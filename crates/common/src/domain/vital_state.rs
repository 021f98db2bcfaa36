use crate::domain::alert::Alert;
use crate::domain::metric::MetricKind;
use crate::domain::reading::IdempotencyKey;
use crate::domain::result::{DomainError, DomainResult};
use async_trait::async_trait;
use chrono::{DateTime, Utc};
use serde::{Deserialize, Serialize};
use std::fmt;
use std::str::FromStr;

/// Identity of a device vital state aggregate.
#[derive(Debug, Clone, PartialEq, Eq, Hash, PartialOrd, Ord, Serialize, Deserialize)]
pub struct AggregateId {
    pub device_id: String,
    pub metric: MetricKind,
}

impl AggregateId {
    pub fn new(device_id: impl Into<String>, metric: MetricKind) -> Self {
        Self {
            device_id: device_id.into(),
            metric,
        }
    }
}

impl fmt::Display for AggregateId {
    fn fmt(&self, f: &mut fmt::Formatter<'_>) -> fmt::Result {
        write!(f, "{}/{}", self.device_id, self.metric)
    }
}

#[derive(Debug, Clone, Copy, PartialEq, Eq, Serialize, Deserialize)]
#[serde(rename_all = "snake_case")]
pub enum VitalStatus {
    Nominal,
    AlertOpen,
}

impl VitalStatus {
    pub fn as_str(&self) -> &'static str {
        match self {
            VitalStatus::Nominal => "nominal",
            VitalStatus::AlertOpen => "alert_open",
        }
    }
}

impl FromStr for VitalStatus {
    type Err = DomainError;

    fn from_str(s: &str) -> Result<Self, Self::Err> {
        match s {
            "nominal" => Ok(VitalStatus::Nominal),
            "alert_open" => Ok(VitalStatus::AlertOpen),
            other => Err(DomainError::ValidationError(format!(
                "unknown vital status: {}",
                other
            ))),
        }
    }
}

/// Latest known state of one metric on one device.
#[derive(Debug, Clone, PartialEq, Serialize, Deserialize)]
pub struct DeviceVitalState {
    pub device_id: String,
    pub metric: MetricKind,
    pub value: f64,
    pub unit: String,
    /// Device clock timestamp of the reading that produced this state.
    pub observed_at: DateTime<Utc>,
    pub sequence_number: u64,
    pub status: VitalStatus,
    pub open_alert_id: Option<String>,
    pub last_idempotency_key: IdempotencyKey,
    pub updated_at: DateTime<Utc>,
}

impl DeviceVitalState {
    pub fn aggregate_id(&self) -> AggregateId {
        AggregateId::new(self.device_id.clone(), self.metric)
    }
}

/// Alert side effect committed together with an aggregate update.
#[derive(Debug, Clone, PartialEq)]
pub enum AlertTransition {
    Open(Alert),
    Resolve {
        alert_id: String,
        resolved_at: DateTime<Utc>,
        resolved_sequence: u64,
        resolved_value: f64,
    },
}

/// Everything one applied event changes, committed as a single unit.
#[derive(Debug, Clone, PartialEq)]
pub struct AggregateMutation {
    /// Sequence number the writer read; `None` when the aggregate did not exist.
    pub expected_sequence: Option<u64>,
    pub idempotency_key: IdempotencyKey,
    pub next_state: DeviceVitalState,
    pub alert: Option<AlertTransition>,
}

/// Durable store of vital state aggregates, alerts and applied idempotency keys.
///
/// Implementations must make `apply_transactionally` atomic: the idempotency
/// key insert, the compare-and-update of the aggregate and the alert change
/// either all land or none do.
#[cfg_attr(any(test, feature = "testing"), mockall::automock)]
#[async_trait]
pub trait VitalStateRepository: Send + Sync {
    async fn get_aggregate(
        &self,
        aggregate_id: &AggregateId,
    ) -> DomainResult<Option<DeviceVitalState>>;

    async fn is_applied(&self, idempotency_key: &IdempotencyKey) -> DomainResult<bool>;

    /// Returns `ConflictError` when the stored sequence number differs from
    /// `mutation.expected_sequence`, and `AlreadyApplied` when the key exists.
    async fn apply_transactionally(
        &self,
        aggregate_id: &AggregateId,
        mutation: AggregateMutation,
    ) -> DomainResult<DeviceVitalState>;

    async fn get_alert(&self, alert_id: &str) -> DomainResult<Option<Alert>>;

    /// Alerts for a device, newest first.
    async fn list_alerts(&self, device_id: &str, open_only: bool) -> DomainResult<Vec<Alert>>;
}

***

Exercise prompt — Extract exactly and only the lines above from the line containing "pub trait VitalStateRepository: Send" through the line containing "device, newest first.", both end lines included.

Answer to the problem —
pub trait VitalStateRepository: Send + Sync {
    async fn get_aggregate(
        &self,
        aggregate_id: &AggregateId,
    ) -> DomainResult<Option<DeviceVitalState>>;

    async fn is_applied(&self, idempotency_key: &IdempotencyKey) -> DomainResult<bool>;

    /// Returns `ConflictError` when the stored sequence number differs from
    /// `mutation.expected_sequence`, and `AlreadyApplied` when the key exists.
    async fn apply_transactionally(
        &self,
        aggregate_id: &AggregateId,
        mutation: AggregateMutation,
    ) -> DomainResult<DeviceVitalState>;

    async fn get_alert(&self, alert_id: &str) -> DomainResult<Option<Alert>>;

    /// Alerts for a device, newest first.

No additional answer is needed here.